Oregon Supreme Court
Apr 1, 1930
285 P. 201 (Or. 1930)


In Eklof v. Waterston, 132 Or. 479, 487, 285 P. 201, 204, 68 A.L.R. 1002, the bailor-for-hire was charged with negligence for letting an automobile with defective brakes.

Summary of this case from Ferraro v. Taylor


Argued December 11, 1929

Reversed February 25, 1930 Rehearing denied April 1, 1930

Appeal from Circuit Court, Multnomah County, W.A. EKWALL, Judge.

Action by Axel Eklof against Howard Waterston, Seymour Lee, and the Bee Hive Auto Service Company, Inc. Judgment for plaintiff, and defendant last named appeals.

REVERSED in part, and remanded, with directions.


P.J. Gallagher of Portland (Gallagher Conway, of Portland, on the brief) for appellant.

Nicholas Jaureguy of Portland (Keith A. Caldwell and Ronald L. Reilly, both of Portland, on the brief) for respondent.
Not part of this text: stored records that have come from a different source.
//! # Event Emitter
//!
//! The emitter keeps one [`PriorityQueue`](crate::priority_queue::PriorityQueue)
//! of listeners per event name and dispatches them in priority order.
//!
//! ## Emission Flow
//!
//! ```text
//! emit("x", data)
//!   │
//!   ├─▶ snapshot listeners of "x" ──▶ invoke (sync) / schedule (async)
//!   ├─▶ dispatch "event_emitted" with ["x", data]
//!   ├─▶ notice followers (unless "x" is private)
//!   └─▶ dispatch "x_complete" with data
//! ```
//!
//! Listeners added while an emission is running are not part of its snapshot
//! and only fire on the next emission.
//!
//! ## Following
//!
//! An emitter can be attached to another one as a follower. Every non-private
//! event of the followed emitter is delivered to the follower's
//! [`notice`](EventEmitter::notice), which re-emits it either verbatim (mimic
//! rules) or wrapped in an envelope under seven derived names:
//!
//! ```text
//! ID.E   T.E   noticed.ID.E   noticed.ID   noticed.T.E   noticed.T   noticed
//! ```

pub mod emitter;
pub mod link;
pub mod listener;

pub use emitter::{EmitterBuilder, EventEmitter, WeakEmitter};
pub use link::{notice_event_names, LinkFilter};
pub use listener::{
    CallbackRegistry, Emission, Listener, ListenerFn, ListenerList, ListenerMeta,
    ListenerOptions, Remaining, Remover, Times,
};

/// Events the emitter dispatches on its own.
#[derive(
    Debug, Clone, Copy, PartialEq, Eq, Hash, strum::Display, strum::EnumString, strum::AsRefStr,
)]
#[strum(serialize_all = "snake_case")]
pub enum BuiltinEvent {
    /// Dispatched after every emission with `[event, data]`
    EventEmitted,
    /// Dispatched on the followed emitter before a follower is dropped
    Detach,
    /// Dispatched on the follower after it stopped following
    Detached,
    /// Catch-all name of notice envelopes
    Noticed,
}

/// Name of the event dispatched after `event` completed.
pub fn complete_event(event: &str) -> String {
    format!("{}_complete", event)
}

/// Event names accepted by `add_listener`, `emit` and `remove_listener`.
#[derive(Debug, Clone, Default, PartialEq, Eq)]
pub struct EventNames(pub Vec<String>);

impl EventNames {
    /// Names with duplicates dropped, first occurrence kept.
    pub fn unique(self) -> Vec<String> {
        let mut names: Vec<String> = Vec::with_capacity(self.0.len());
        for name in self.0 {
            if !names.contains(&name) {
                names.push(name);
            }
        }
        names
    }
}

impl From<&str> for EventNames {
    fn from(name: &str) -> Self {
        EventNames(vec![name.to_string()])
    }
}

impl From<String> for EventNames {
    fn from(name: String) -> Self {
        EventNames(vec![name])
    }
}

impl From<&String> for EventNames {
    fn from(name: &String) -> Self {
        EventNames(vec![name.clone()])
    }
}

impl From<BuiltinEvent> for EventNames {
    fn from(event: BuiltinEvent) -> Self {
        EventNames(vec![event.to_string()])
    }
}

impl From<Vec<String>> for EventNames {
    fn from(names: Vec<String>) -> Self {
        EventNames(names)
    }
}

impl From<Vec<&str>> for EventNames {
    fn from(names: Vec<&str>) -> Self {
        EventNames(names.into_iter().map(str::to_string).collect())
    }
}

impl From<&[&str]> for EventNames {
    fn from(names: &[&str]) -> Self {
        EventNames(names.iter().map(|name| name.to_string()).collect())
    }
}

impl<const N: usize> From<[&str; N]> for EventNames {
    fn from(names: [&str; N]) -> Self {
        EventNames(names.iter().map(|name| name.to_string()).collect())
    }
}
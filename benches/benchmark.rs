use criterion::{black_box, criterion_group, criterion_main, Criterion};
use priority_emitter::{EventEmitter, LinkFilter, Listener, ListenerOptions, Value};

fn bench_emit(c: &mut Criterion) {
    let emitter = EventEmitter::new();
    for priority in 0..16 {
        emitter.on(
            "tick",
            Listener::new(|e| {
                black_box(&e.data);
            }),
            ListenerOptions::new().priority(priority % 4),
        );
    }
    c.bench_function("emit 16 listeners", |b| {
        b.iter(|| emitter.emit("tick", black_box(Value::from(1))))
    });
}

fn bench_notice(c: &mut Criterion) {
    let source = EventEmitter::new();
    let follower = EventEmitter::new();
    source
        .attach_hard(&follower, LinkFilter::all())
        .expect("attach");
    follower.on(
        "noticed",
        Listener::new(|e| {
            black_box(&e.data);
        }),
        ListenerOptions::new(),
    );
    c.bench_function("emit with sync follower", |b| {
        b.iter(|| source.emit("tick", black_box(Value::from(1))))
    });
}

// ベンチマークグループの定義
criterion_group!(benches, bench_emit, bench_notice);
criterion_main!(benches);
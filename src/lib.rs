//! # Priority Emitter
//!
//! Priority-ordered event dispatch for in-process components.
//!
//! ## Layers
//!
//! ```text
//! EventEmitter ──▶ PriorityQueue (one per event) ──▶ ContentStore
//! ```
//!
//! - [`content_store`]: generic keyed store with advisory "using" marks
//! - [`priority_queue`]: stable priority buckets over one store
//! - [`event`]: listeners, call-count limits, sync/deferred dispatch and
//!   following between emitters
//!
//! ## Example
//!
//! ```rust,no_run
//! use priority_emitter::{EventEmitter, Listener, ListenerOptions, Value};
//!
//! let emitter = EventEmitter::new();
//! emitter.on(
//!     "saved",
//!     Listener::new(|emission| println!("saved: {:?}", emission.data)),
//!     ListenerOptions::new().priority(10),
//! );
//! emitter.emit("saved", Value::from("report.txt"));
//! ```

pub mod config;
pub mod content_store;
pub mod error;
pub mod event;
pub mod identity;
pub mod priority_queue;
pub mod value;

// Re-exports
pub use config::EmitterConfig;
pub use error::*;
pub use event::*;
pub use value::Value;
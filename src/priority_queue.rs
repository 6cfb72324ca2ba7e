//! # Priority Queue
//!
//! Groups the keys of one [`ContentStore`] into numeric priority buckets.
//! [`PriorityQueue::export`] walks the buckets in ascending priority order and
//! each bucket in insertion order, so a smaller priority value is dispatched
//! first and equal priorities are first-in, first-out.
//!
//! Buckets are created on the first insert at a priority and dropped as soon
//! as their last key leaves. Every live key maps to exactly one bucket.

use std::collections::{BTreeMap, HashMap};

use serde::Serialize;

use crate::{
    content_store::{Content, ContentEntry, ContentKey, ContentStore},
    Value,
};

/// Priority used when none is given.
pub const DEFAULT_PRIORITY: i32 = 0;

/// Type tag under which the queue files its contents in the backing store.
pub const QUEUE_CONTENT_TYPE: &str = "priority";

#[derive(Debug, Clone, Copy, PartialEq, Eq, Default, Serialize)]
pub struct QueueStatus {
    /// Number of non-empty buckets
    pub priorities: usize,
    /// Number of queued contents across all buckets
    pub contents: usize,
}

pub struct PriorityQueue<T, M = Value> {
    store: ContentStore<T, M>,
    buckets: BTreeMap<i32, Vec<ContentKey>>,
    priorities: HashMap<ContentKey, i32>,
}

impl<T, M> Default for PriorityQueue<T, M> {
    fn default() -> Self {
        Self {
            store: ContentStore::default(),
            buckets: BTreeMap::new(),
            priorities: HashMap::new(),
        }
    }
}

impl<T: Content, M: Clone> PriorityQueue<T, M> {
    pub fn new() -> Self {
        Self::default()
    }

    /// Queues `content` at the end of the `priority` bucket.
    pub fn add(&mut self, content: T, priority: i32, meta: Option<M>) -> ContentKey {
        let key = self.store.add(content, meta, Some(QUEUE_CONTENT_TYPE));
        self.store.using(&key, true);
        self.buckets.entry(priority).or_default().push(key.clone());
        self.priorities.insert(key.clone(), priority);
        key
    }

    /// Removes `keys` from the queue, optionally only from the given
    /// priorities. Returns the keys that were actually removed.
    pub fn remove<'a, I>(&mut self, keys: I, priorities: Option<&[i32]>) -> Vec<ContentKey>
    where
        I: IntoIterator<Item = &'a ContentKey>,
    {
        let mut removed: Vec<ContentKey> = Vec::new();
        for key in keys {
            let Some(&priority) = self.priorities.get(key) else {
                continue;
            };
            if priorities.is_some_and(|allowed| !allowed.contains(&priority)) {
                continue;
            }
            if let Some(bucket) = self.buckets.get_mut(&priority) {
                bucket.retain(|queued| queued != key);
                if bucket.is_empty() {
                    self.buckets.remove(&priority);
                }
            }
            self.priorities.remove(key);
            removed.push(key.clone());
        }
        self.store.remove(&removed)
    }

    /// Removes every queued entry holding `content`.
    pub fn remove_content(&mut self, content: &T, priorities: Option<&[i32]>) -> Vec<ContentKey> {
        let keys = self.store.keys_of(content, Some(QUEUE_CONTENT_TYPE));
        self.remove(&keys, priorities)
    }

    /// Snapshot of the queued entries in dispatch order.
    pub fn export(&self) -> Vec<ContentEntry<T, M>> {
        self.buckets
            .values()
            .flatten()
            .filter_map(|key| self.store.get(key).cloned())
            .collect()
    }

    /// Snapshot of the queued contents in dispatch order.
    pub fn export_content(&self) -> Vec<T> {
        self.buckets
            .values()
            .flatten()
            .filter_map(|key| self.store.get(key).map(|entry| entry.content.clone()))
            .collect()
    }

    pub fn status(&self) -> QueueStatus {
        QueueStatus {
            priorities: self.buckets.len(),
            contents: self.priorities.len(),
        }
    }

    pub fn get(&self, key: &ContentKey) -> Option<&ContentEntry<T, M>> {
        self.store.get(key)
    }

    pub fn priority_of(&self, key: &ContentKey) -> Option<i32> {
        self.priorities.get(key).copied()
    }

    pub fn contains(&self, key: &ContentKey) -> bool {
        self.priorities.contains_key(key)
    }

    pub fn is_empty(&self) -> bool {
        self.priorities.is_empty()
    }

    pub fn len(&self) -> usize {
        self.priorities.len()
    }

    /// Clones of the queued entries matching `predicate`, in store order.
    pub fn filter<P>(&self, predicate: P) -> Vec<ContentEntry<T, M>>
    where
        P: Fn(&ContentEntry<T, M>) -> bool,
    {
        self.store.filter(predicate, Some(&[QUEUE_CONTENT_TYPE]))
    }

    pub fn is_using(&self, key: &ContentKey) -> bool {
        self.store.is_using(key)
    }
}

#[cfg(test)]
mod tests {
    use super::*;
    use pretty_assertions::assert_eq;

    fn queue_of(items: &[(&str, i32)]) -> (PriorityQueue<Value>, Vec<ContentKey>) {
        let mut queue = PriorityQueue::new();
        let keys = items
            .iter()
            .map(|(content, priority)| queue.add(Value::from(*content), *priority, None))
            .collect();
        (queue, keys)
    }

    #[test]
    fn test_export_orders_by_priority_then_insertion() {
        let (queue, _) = queue_of(&[("l", 100), ("m", 50), ("n", 100), ("o", -5)]);
        assert_eq!(
            queue.export_content(),
            vec![
                Value::from("o"),
                Value::from("m"),
                Value::from("l"),
                Value::from("n")
            ]
        );
    }

    #[test]
    fn test_status_tracks_buckets() {
        let (mut queue, keys) = queue_of(&[("a", 1), ("b", 1), ("c", 2)]);
        assert_eq!(
            queue.status(),
            QueueStatus {
                priorities: 2,
                contents: 3
            }
        );

        queue.remove([&keys[2]], None);
        assert_eq!(
            queue.status(),
            QueueStatus {
                priorities: 1,
                contents: 2
            }
        );
        assert_eq!(queue.priority_of(&keys[2]), None);
    }

    #[test]
    fn test_remove_respects_priority_filter() {
        let (mut queue, keys) = queue_of(&[("a", 1), ("b", 2)]);
        assert!(queue.remove(&keys, Some(&[3])).is_empty());
        assert_eq!(queue.remove(&keys, Some(&[2])), vec![keys[1].clone()]);
        assert_eq!(queue.export_content(), vec![Value::from("a")]);
    }

    #[test]
    fn test_remove_twice_returns_empty() {
        let (mut queue, keys) = queue_of(&[("a", 1)]);
        assert_eq!(queue.remove(&keys, None), keys);
        assert!(queue.remove(&keys, None).is_empty());
        assert!(queue.is_empty());
    }

    #[test]
    fn test_remove_content() {
        let (mut queue, keys) = queue_of(&[("a", 1), ("b", 1), ("a", 3)]);
        let removed = queue.remove_content(&Value::from("a"), None);
        assert_eq!(removed, vec![keys[0].clone(), keys[2].clone()]);
        assert_eq!(queue.status().priorities, 1);
    }

    #[test]
    fn test_filter_returns_queued_entries() {
        let (mut queue, keys) = queue_of(&[("a", 5), ("b", 1), ("a", 0)]);
        let hits: Vec<ContentKey> = queue
            .filter(|entry| entry.content == Value::from("a"))
            .into_iter()
            .map(|entry| entry.key)
            .collect();
        assert_eq!(hits, vec![keys[0].clone(), keys[2].clone()]);

        queue.remove([&keys[0]], None);
        assert_eq!(queue.filter(|_| true).len(), 2);
    }

    #[test]
    fn test_snapshot_is_detached_from_queue() {
        let (mut queue, keys) = queue_of(&[("a", 1), ("b", 2)]);
        let snapshot = queue.export();
        queue.remove(&keys, None);
        queue.add(Value::from("c"), 0, None);
        assert_eq!(snapshot.len(), 2);
        assert_eq!(snapshot[0].content, Value::from("a"));
    }

    #[test]
    fn test_added_keys_are_marked_in_use() {
        let (mut queue, keys) = queue_of(&[("a", 1)]);
        assert!(queue.is_using(&keys[0]));
        queue.remove(&keys, None);
        assert!(!queue.is_using(&keys[0]));
    }
}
On April 15, 1928, the defendant Bee Hive Auto Service company let for hire to its codefendants, Howard Waterston and Seymour Lee, a sedan automobile and delivered the same to them. While said codefendants were in the possession thereof as bailees, they so negligently operated it that they drove it onto the parking at the corner of Eleventh and Clay streets in the city of Portland and broke off a fire hydrant thereon and ran over and severely injured plaintiff, a pedestrian, who was at the time on the sidewalk at said point. Plaintiff alleged by his amended complaint that at the time he sustained the injuries complained of defendants were engaged in a joint enterprise and subsequently he was permitted to amend his complaint by interlineation so as to allege that at the time of the accident the brakes on the automobile were out of adjustment and were in such a defective condition that the car could not be stopped by the application thereof. By its answer the corporation denied that the brakes were out of adjustment or were defective and set up as a defense to the action the entering into of the contract of bailment, its delivery of the car thereunder, and that at the time plaintiff sustained the injuries complained of the automobile was being operated by said bailees for whose negligence the corporation was not responsible. These allegations were put in issue by the reply. Neither of said codefendants answered and default was entered against both of them. The cause was tried to a jury and resulted in a verdict and judgment for plaintiff, from which the defendant corporation has appealed.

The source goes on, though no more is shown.